US economy goes into reverse
The US economy contracted by 1.4% in the first quarter of 2022, new data out shows.
GDP undershot estimates of a 1% expansion during the first three months of the year and followed a 6.9% expansion in the final quarter of 2021. It marks the first shrink since the depths of the Covid-19 pandemic.
The US Bureau of Economic Analysis blamed the fall on an uptick in Covid-19 cases, which disrupted business, and the end of state and federal support measures meant to help people and businesses weather the worst of the pandemic.
Hinesh Patel, portfolio manager at Quilter Investors, said the economy “had a far poorer show than had been anticipated.”
“While this headline may be a bit of a shocker, price impact is by far the most dominant factor,” Patel said. “Without inflation, the economy grew by a monstrous 6.5% annualised – and that’s including the Omicron overhang. As such, it’s little wonder the Fed is forced into its current stance.
“While consumer consumption has been healthy, a natural demand brake is likely on the horizon as a result of high prices and rising wages.”
Champagne and vodka maker Pernod Ricard sparkles
French spirits group Pernod Ricard, the producer of Mumm champagne and Absolut vodka, has uncorked a market-beating 20% jump in organic sales in its third quarter results as people have returned to socialising following the coronavirus pandemic.
Sales for the first nine months of the year totalled €8.4 billion (£7.1 billion).
However, chairman and chief executive Alexandre Ricard sounded a cautionary note about the future, with the resurgence of the virus in China and Russia’s invasion of Ukraine threatening to derail its progress.

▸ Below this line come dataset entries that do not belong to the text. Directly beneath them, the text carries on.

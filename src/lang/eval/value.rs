use std::fmt;
use std::rc::Rc;

use crate::lang::error::{Error, Result};
use crate::lang::object::ObjectInstance;

pub type ObjectRef = Rc<ObjectInstance>;

#[derive(Clone, Debug)]
pub enum Constant {
    None,
    Boolean(bool),
    /// All numbers are double precision floats
    Number(f64),
    String(String),
    /// Unresolved identifier. Only ever appears in the AST, evaluation resolves it.
    Variable(String),
    Object(ObjectRef),
}

impl Constant {
    /// Build a literal from the text of a number, string or identifier token
    pub fn from_lexeme(text: &str) -> Constant {
        match text {
            "True" => return Constant::Boolean(true),
            "False" => return Constant::Boolean(false),
            "None" => return Constant::None,
            _ => (),
        }

        if let Some(body) = text.strip_prefix('"') {
            return Constant::String(body.strip_suffix('"').unwrap_or(body).to_string());
        }

        let numeric = text.chars().next().map_or(false, |c| c.is_ascii_digit());
        match text.parse::<f64>() {
            Ok(n) if numeric => Constant::Number(n),
            _ => Constant::Variable(text.to_string()),
        }
    }

    pub fn type_str(&self) -> &'static str {
        match self {
            Constant::None => "None",
            Constant::Boolean(_) => "Boolean",
            Constant::Number(_) => "Number",
            Constant::String(_) => "String",
            Constant::Variable(_) => "Variable",
            Constant::Object(_) => "Object",
        }
    }

    /// `False`, `None`, `0` and the empty string are false, everything else is true
    pub fn truthy(&self) -> bool {
        match self {
            Constant::None => false,
            Constant::Boolean(b) => *b,
            Constant::Number(n) => *n != 0.0,
            Constant::String(s) => !s.is_empty(),
            Constant::Variable(_) | Constant::Object(_) => true,
        }
    }

    pub fn as_number(&self) -> Result<f64> {
        match self {
            Constant::Number(n) => Ok(*n),
            v => Err(Error::type_mismatch(format!(
                "Expected Number, got {}",
                v.short_display()
            ))),
        }
    }

    pub fn as_object(&self) -> Result<&ObjectRef> {
        match self {
            Constant::Object(o) => Ok(o),
            v => Err(Error::type_mismatch(format!(
                "Expected Object, got {}",
                v.short_display()
            ))),
        }
    }

    /// Type and value, for error messages
    pub fn short_display(&self) -> String {
        match self {
            Constant::None => "None".to_string(),
            Constant::String(s) => format!("String \"{}\"", s),
            Constant::Object(o) => format!("{}", o),
            v => format!("{} {}", v.type_str(), v),
        }
    }

    /// Like `Display` but strings keep their quotes
    pub fn repr(&self) -> String {
        match self {
            Constant::String(s) => format!("\"{}\"", s),
            v => v.to_string(),
        }
    }
}

impl PartialEq for Constant {
    fn eq(&self, other: &Self) -> bool {
        match (self, other) {
            (Constant::None, Constant::None) => true,
            (Constant::Boolean(a), Constant::Boolean(b)) => a == b,
            (Constant::Number(a), Constant::Number(b)) => a == b,
            (Constant::String(a), Constant::String(b)) => a == b,
            (Constant::Variable(a), Constant::Variable(b)) => a == b,
            (Constant::Object(a), Constant::Object(b)) => Rc::ptr_eq(a, b),
            _ => false,
        }
    }
}

pub fn format_number(n: f64) -> String {
    if n.is_finite() && n.fract() == 0.0 && n.abs() < 1e15 {
        format!("{}", n as i64)
    } else {
        format!("{}", n)
    }
}

impl fmt::Display for Constant {
    fn fmt(&self, f: &mut fmt::Formatter<'_>) -> fmt::Result {
        match self {
            Constant::None => write!(f, "None"),
            Constant::Boolean(b) => write!(f, "{}", if *b { "True" } else { "False" }),
            Constant::Number(n) => write!(f, "{}", format_number(*n)),
            Constant::String(s) => write!(f, "{}", s),
            Constant::Variable(name) => write!(f, "{}", name),
            Constant::Object(o) => write!(f, "{}", o),
        }
    }
}

#[test]
fn test_from_lexeme() {
    let tests = vec![
        ("12", Constant::Number(12.0)),
        ("0.5", Constant::Number(0.5)),
        ("\"hi there\"", Constant::String("hi there".to_string())),
        ("\"unterminated", Constant::String("unterminated".to_string())),
        ("\"\"", Constant::String(String::new())),
        ("True", Constant::Boolean(true)),
        ("False", Constant::Boolean(false)),
        ("None", Constant::None),
        ("speed", Constant::Variable("speed".to_string())),
        ("inf", Constant::Variable("inf".to_string())),
    ];

    for (input, expected) in tests {
        assert_eq!(Constant::from_lexeme(input), expected, "lexeme: {}", input);
    }
}

#[test]
fn test_truthy() {
    let tests = vec![
        (Constant::None, false),
        (Constant::Boolean(false), false),
        (Constant::Boolean(true), true),
        (Constant::Number(0.0), false),
        (Constant::Number(-2.0), true),
        (Constant::String(String::new()), false),
        (Constant::String("0".to_string()), true),
    ];

    for (value, expected) in tests {
        assert_eq!(value.truthy(), expected, "value: {:?}", value);
    }
}

#[test]
fn test_display() {
    assert_eq!(Constant::Number(3.0).to_string(), "3");
    assert_eq!(Constant::Number(-0.25).to_string(), "-0.25");
    assert_eq!(Constant::Boolean(true).to_string(), "True");
    assert_eq!(Constant::String("x".to_string()).to_string(), "x");
    assert_eq!(Constant::String("x".to_string()).repr(), "\"x\"");
    assert_eq!(Constant::None.to_string(), "None");
}
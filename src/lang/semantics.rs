//! Registration of declarations.
//!
//! Runs over every file of a compilation unit before any of it is evaluated. The first pass
//! turns class, behaviour and file-level function declarations into registered objects in
//! the Global scope and rejects declarations in places they are not allowed. The second pass
//! links classes to their parents and checks behaviour attachments against the whole
//! hierarchy. Because linking only happens once everything is registered, declaration order
//! does not matter within a unit.
//!
//! Nothing reaches the Global scope until both passes succeed, so a unit that fails leaves
//! the Global scope exactly as it found it.

use std::collections::{HashMap, HashSet};
use std::rc::Rc;

use log::debug;

use crate::lang::ast::{Contract, NodeKind, NodeRef, Parameter};
use crate::lang::error::{Error, Result};
use crate::lang::object::{BehaviourDef, Class, Function, Members, Property, UpdateOrder};
use crate::lang::scope::{ScopeKind, ScopeRef};
use crate::lang::token::Token;

fn body_of(node: &NodeRef) -> &[NodeRef] {
    match &node.kind {
        NodeKind::Block(stmts) => stmts,
        _ => std::slice::from_ref(node),
    }
}

/// Members being collected from a class or behaviour body
#[derive(Default)]
struct Collected {
    members: Members,
    shared_properties: Vec<Property>,
    shared_functions: HashMap<String, Rc<Function>>,
    shared_constructor: Option<Rc<Function>>,
    behaviours: Vec<(String, Token)>,
    update_order: Option<UpdateOrder>,
    requires: Vec<(String, Token)>,
    supports: Vec<(String, Token)>,
    excludes: Vec<(String, Token)>,
}

impl Collected {
    fn has_property(&self, name: &str) -> bool {
        self.members.has_property(name) || self.shared_properties.iter().any(|p| p.name == name)
    }
}

/// Declarations of the unit under analysis, held back from the Global scope until the
/// whole unit checks out
#[derive(Default)]
struct Unit {
    classes: Vec<Rc<Class>>,
    behaviours: Vec<(Rc<BehaviourDef>, Token)>,
    functions: Vec<Rc<Function>>,
    /// File scopes this unit creates
    files: Vec<(String, ScopeRef)>,
}

impl Unit {
    fn class(&self, name: &str) -> Option<&Rc<Class>> {
        self.classes.iter().find(|c| c.name == name)
    }

    fn behaviour(&self, name: &str) -> Option<&Rc<BehaviourDef>> {
        self.behaviours.iter().map(|(d, _)| d).find(|d| d.name == name)
    }

    fn has_function(&self, name: &str) -> bool {
        self.functions.iter().any(|f| f.name == name)
    }
}

pub struct SemanticAnalyzer {
    global: ScopeRef,
    unit: Unit,
    loop_depth: u32,
}
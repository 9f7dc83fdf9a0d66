use std::ptr;

/**
    Opaque CPython object, only ever handled behind a pointer.
*/
#[repr(C)]
pub struct PyObject {
    _private: [u8; 0],
}

/**
    A raw handle to an object owned by the python runtime.

    Reference counting is left to whoever owns the handle: handles
    written into slots by the parser are borrowed from the parsed
    arguments, handles returned by [`build_value`](crate::build_value)
    carry a new reference that now belongs to the caller.
*/
#[derive(Debug, Clone, Copy, PartialEq, Eq, Hash)]
pub struct Object(*mut PyObject);

impl Object {
    #[must_use]
    pub const fn null() -> Self {
        Self(ptr::null_mut())
    }

    #[must_use]
    pub const fn from_raw(raw: *mut PyObject) -> Self {
        Self(raw)
    }

    #[must_use]
    pub const fn as_ptr(self) -> *mut PyObject {
        self.0
    }

    #[must_use]
    pub fn is_null(self) -> bool {
        self.0.is_null()
    }
}

impl Default for Object {
    fn default() -> Self {
        Self::null()
    }
}

// Positional argument container (a python tuple)
#[derive(Debug, Clone, Copy, PartialEq, Eq)]
pub struct Tuple(Object);

impl Tuple {
    #[must_use]
    pub const fn from_raw(raw: *mut PyObject) -> Self {
        Self(Object::from_raw(raw))
    }

    #[must_use]
    pub const fn as_object(self) -> Object {
        self.0
    }

    #[must_use]
    pub const fn as_ptr(self) -> *mut PyObject {
        self.0.as_ptr()
    }
}

// Keyword argument container (a python dict)
#[derive(Debug, Clone, Copy, PartialEq, Eq)]
pub struct Dict(Object);

impl Dict {
    #[must_use]
    pub const fn from_raw(raw: *mut PyObject) -> Self {
        Self(Object::from_raw(raw))
    }

    #[must_use]
    pub const fn as_object(self) -> Object {
        self.0
    }

    #[must_use]
    pub const fn as_ptr(self) -> *mut PyObject {
        self.0.as_ptr()
    }
}
use std::{ffi::CString, ptr};

use tracing::instrument;

use crate::{
    cell::{pack_values, unpack_values},
    error::{ArgError, ArgResult},
    keywords::KeywordNames,
    object::{Dict, Object, Tuple},
    runtime::{CPython, Runtime},
    slot::Slot,
    value::{stage_values, Value},
};

fn format_string(format: &str) -> ArgResult<CString> {
    CString::new(format).map_err(|_| {
        ArgError::invalid(format!(
            "format string '{}' contains a nul byte",
            format.escape_debug()
        ))
    })
}

fn ensure_args(args: Tuple) -> ArgResult<()> {
    if args.as_ptr().is_null() {
        Err(ArgError::invalid("args container is null"))
    } else {
        Ok(())
    }
}

/**
    Parses a tuple of positional arguments into the given slots,
    using the python runtime loaded by [`CPython::global`].

    See [`parse_tuple_with`].

    # Safety

    The GIL must be held and `args` must be null or a live tuple.

    # Errors

    Errors as [`parse_tuple_with`] does. Arguments are checked before
    the runtime is loaded, so a runtime that can not be loaded is only
    reported for otherwise valid calls.
*/
pub unsafe fn parse_tuple(args: Tuple, format: &str, slots: &mut [Slot<'_>]) -> ArgResult<()> {
    parse_tuple_in(CPython::global, args, format, slots)
}

/**
    Parses a tuple of positional arguments into the given slots.

    The format string is handed to the runtime as is, and must ask
    for exactly one value per slot, of the C type matching the slot.

    Slots are only written when parsing succeeds, their contents
    should not be relied on after an error.

    # Safety

    The runtime must be usable from this thread (for python, the GIL
    must be held) and `args` must be null or a live tuple.

    # Errors

    - [`ArgError::InvalidArgument`] if `args` is null or `format` contains a nul byte
    - [`ArgError::UnsupportedType`] if any slot is unsupported, before calling the runtime
    - [`ArgError::ForeignFailure`] if the runtime rejects the arguments
*/
pub unsafe fn parse_tuple_with<R: Runtime + ?Sized>(
    runtime: &R,
    args: Tuple,
    format: &str,
    slots: &mut [Slot<'_>],
) -> ArgResult<()> {
    parse_tuple_in(|| Ok(runtime), args, format, slots)
}

#[instrument(level = "trace", skip_all, fields(format = format, slots = slots.len()))]
unsafe fn parse_tuple_in<'r, R: Runtime + ?Sized + 'r>(
    runtime: impl FnOnce() -> ArgResult<&'r R>,
    args: Tuple,
    format: &str,
    slots: &mut [Slot<'_>],
) -> ArgResult<()> {
    ensure_args(args)?;

    let mut cells = pack_values(slots)?;
    let format = format_string(format)?;
    let pointers = cells.pointers();

    let runtime = runtime()?;
    let status = runtime.parse_tuple(args.as_ptr(), &format, &pointers)?;
    if status == 0 {
        return Err(runtime.exception());
    }

    unpack_values(&cells, slots)
}

/**
    Parses positional and keyword arguments into the given slots,
    using the python runtime loaded by [`CPython::global`].

    See [`parse_tuple_and_keywords_with`].

    # Safety

    The GIL must be held, `args` must be null or a live tuple,
    and `kwargs` must be `None` or a live dict.

    # Errors

    Errors as [`parse_tuple_and_keywords_with`] does. Arguments are
    checked before the runtime is loaded.
*/
pub unsafe fn parse_tuple_and_keywords<S: AsRef<str>>(
    args: Tuple,
    kwargs: Option<Dict>,
    format: &str,
    names: &[S],
    slots: &mut [Slot<'_>],
) -> ArgResult<()> {
    parse_tuple_and_keywords_in(CPython::global, args, kwargs, format, names, slots)
}

/**
    Parses positional and keyword arguments into the given slots.

    `names` lists the keyword names accepted by the format string, in
    order. Which container supplies each value is decided by the runtime.
    Staged names are released once the runtime call returns, whether it
    succeeded or not.

    # Safety

    The runtime must be usable from this thread (for python, the GIL
    must be held), `args` must be null or a live tuple, and `kwargs`
    must be `None` or a live dict.

    # Errors

    - [`ArgError::InvalidArgument`] if `args` is null, or if `format`
      or one of the names contains a nul byte
    - [`ArgError::UnsupportedType`] if any slot is unsupported, before calling the runtime
    - [`ArgError::ForeignFailure`] if the runtime rejects the arguments
*/
pub unsafe fn parse_tuple_and_keywords_with<R: Runtime + ?Sized, S: AsRef<str>>(
    runtime: &R,
    args: Tuple,
    kwargs: Option<Dict>,
    format: &str,
    names: &[S],
    slots: &mut [Slot<'_>],
) -> ArgResult<()> {
    parse_tuple_and_keywords_in(|| Ok(runtime), args, kwargs, format, names, slots)
}

#[instrument(level = "trace", skip_all, fields(format = format, slots = slots.len()))]
unsafe fn parse_tuple_and_keywords_in<'r, R: Runtime + ?Sized + 'r, S: AsRef<str>>(
    runtime: impl FnOnce() -> ArgResult<&'r R>,
    args: Tuple,
    kwargs: Option<Dict>,
    format: &str,
    names: &[S],
    slots: &mut [Slot<'_>],
) -> ArgResult<()> {
    ensure_args(args)?;

    let mut cells = pack_values(slots)?;
    let format = format_string(format)?;
    let names = KeywordNames::new(names)?;
    let pointers = cells.pointers();

    let runtime = runtime()?;
    let kwargs = kwargs.map_or(ptr::null_mut(), Dict::as_ptr);
    let status = runtime.parse_tuple_and_keywords(
        args.as_ptr(),
        kwargs,
        &format,
        names.as_ptr(),
        &pointers,
    )?;
    if status == 0 {
        return Err(runtime.exception());
    }

    unpack_values(&cells, slots)
}

/**
    Builds a new object from the given values,
    using the python runtime loaded by [`CPython::global`].

    See [`build_value_with`].

    # Safety

    The GIL must be held and every [`Value::Object`] must be a live object.

    # Errors

    Errors as [`build_value_with`] does. Values are checked before
    the runtime is loaded.
*/
pub unsafe fn build_value(format: &str, values: &[Value<'_>]) -> ArgResult<Object> {
    build_value_in(CPython::global, format, values)
}

/**
    Builds a new object from the given values.

    Each value is copied before the runtime is called, and the copies
    are released once it returns. The returned object is a new
    reference owned by the caller.

    # Safety

    The runtime must be usable from this thread (for python, the GIL
    must be held) and every [`Value::Object`] must be a live object.

    # Errors

    - [`ArgError::UnsupportedType`] if any value is unsupported, before anything is staged
    - [`ArgError::InvalidArgument`] if `format` or a string value contains a nul byte
    - [`ArgError::ForeignFailure`] if the runtime fails to build the object
*/
pub unsafe fn build_value_with<R: Runtime + ?Sized>(
    runtime: &R,
    format: &str,
    values: &[Value<'_>],
) -> ArgResult<Object> {
    build_value_in(|| Ok(runtime), format, values)
}

#[instrument(level = "trace", skip_all, fields(format = format, values = values.len()))]
unsafe fn build_value_in<'r, R: Runtime + ?Sized + 'r>(
    runtime: impl FnOnce() -> ArgResult<&'r R>,
    format: &str,
    values: &[Value<'_>],
) -> ArgResult<Object> {
    let mut staged = stage_values(values)?;
    let format = format_string(format)?;
    let cells = staged.cells();

    let runtime = runtime()?;
    let object = runtime.build_value(&format, &cells)?;
    if object.is_null() {
        return Err(runtime.exception());
    }

    Ok(Object::from_raw(object))
}
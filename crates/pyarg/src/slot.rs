use std::any::{type_name, Any};

use crate::{
    error::{ArgError, ArgResult},
    kind::Kind,
    object::Object,
};

/**
    A destination the parser writes one value into.

    The variant is picked from the static type of the destination, see
    [`Slot::of`]. Destinations outside of the supported set become
    [`Slot::Unsupported`] and make packing fail with the type name.
*/
#[derive(Debug)]
pub enum Slot<'a> {
    Str(&'a mut String),
    Object(&'a mut Object),
    I8(&'a mut i8),
    I16(&'a mut i16),
    I32(&'a mut i32),
    I64(&'a mut i64),
    Isize(&'a mut isize),
    U8(&'a mut u8),
    U16(&'a mut u16),
    U32(&'a mut u32),
    U64(&'a mut u64),
    Usize(&'a mut usize),
    F32(&'a mut f32),
    F64(&'a mut f64),
    Unsupported(&'static str),
}

// Each branch only borrows `dest` once it is known to be taken,
// otherwise the conditional return would keep it borrowed for the rest
macro_rules! slot_from_any {
    ($dest:ident, $name:ident, [$($variant:ident => $ty:ty),* $(,)?]) => {
        $(
            if $dest.is::<$ty>() {
                return $dest
                    .downcast_mut::<$ty>()
                    .map_or(Slot::Unsupported($name), Slot::$variant);
            }
        )*
    };
}

impl<'a> Slot<'a> {
    /**
        Creates a slot for the given destination, based on its type.
    */
    pub fn of<T: Any>(dest: &'a mut T) -> Self {
        let name = type_name::<T>();
        let dest: &'a mut dyn Any = dest;
        slot_from_any!(dest, name, [
            Str => String,
            Object => Object,
            I8 => i8,
            I16 => i16,
            I32 => i32,
            I64 => i64,
            Isize => isize,
            U8 => u8,
            U16 => u16,
            U32 => u32,
            U64 => u64,
            Usize => usize,
            F32 => f32,
            F64 => f64,
        ]);
        Slot::Unsupported(name)
    }

    /**
        Returns the kind of value this slot receives.

        # Errors

        Errors with [`ArgError::UnsupportedType`] for unsupported slots.
    */
    pub fn kind(&self) -> ArgResult<Kind> {
        Ok(match self {
            Self::Str(_) => Kind::Str,
            Self::Object(_) => Kind::Object,
            Self::I8(_) => Kind::I8,
            Self::I16(_) => Kind::I16,
            Self::I32(_) => Kind::I32,
            Self::I64(_) => Kind::I64,
            Self::Isize(_) => Kind::Isize,
            Self::U8(_) => Kind::U8,
            Self::U16(_) => Kind::U16,
            Self::U32(_) => Kind::U32,
            Self::U64(_) => Kind::U64,
            Self::Usize(_) => Kind::Usize,
            Self::F32(_) => Kind::F32,
            Self::F64(_) => Kind::F64,
            Self::Unsupported(name) => return Err(ArgError::UnsupportedType(*name)),
        })
    }
}

/**
    Builds an array of [`Slot`]s from mutable references.

    ```ignore
    let mut name = String::new();
    let mut count = 0i32;
    pyarg::parse_tuple(args, "si", &mut pyarg::slots![&mut name, &mut count])?;
    ```
*/
#[macro_export]
macro_rules! slots {
    ($($dest:expr),* $(,)?) => {
        [$($crate::Slot::of($dest)),*]
    };
}
use std::{
    env::var_os,
    path::{Path, PathBuf},
};

/**
    Environment variable holding the path of the python shared library to load.
*/
pub const LIBRARY_ENV_VAR: &str = "PYARG_LIBPYTHON";

/**
    Where the python runtime symbols are resolved from.

    Without a library path, symbols are looked up in the current
    process image, which is the case for hosts that embed python
    or for extension modules loaded by the interpreter itself.
*/
#[derive(Debug, Clone, Default, PartialEq, Eq)]
pub struct RuntimeConfig {
    library: Option<PathBuf>,
}

impl RuntimeConfig {
    #[must_use]
    pub fn new() -> Self {
        Self::default()
    }

    /**
        Reads the configuration from the process environment.

        An empty `PYARG_LIBPYTHON` is treated the same as an unset one.
    */
    #[must_use]
    pub fn from_env() -> Self {
        Self {
            library: var_os(LIBRARY_ENV_VAR)
                .filter(|value| !value.is_empty())
                .map(PathBuf::from),
        }
    }

    #[must_use]
    pub fn with_library(mut self, path: impl Into<PathBuf>) -> Self {
        self.library = Some(path.into());
        self
    }

    #[must_use]
    pub fn library(&self) -> Option<&Path> {
        self.library.as_deref()
    }
}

“The global environment remains volatile with an increasingly challenging and inflationary context,” he said. “We expect a softer Q4 impacted by Covid disruptions in China, phasing normalization in the US and conflict in Ukraine.”
An interim dividend of €1.56 (£1.32) per share will be paid on 8 July this year.
Twitter slumps to a loss in final update before going private
A huge jump in costs at Twitter wiped out rising revenues at the social media company in the first quarter, pushing it to a loss.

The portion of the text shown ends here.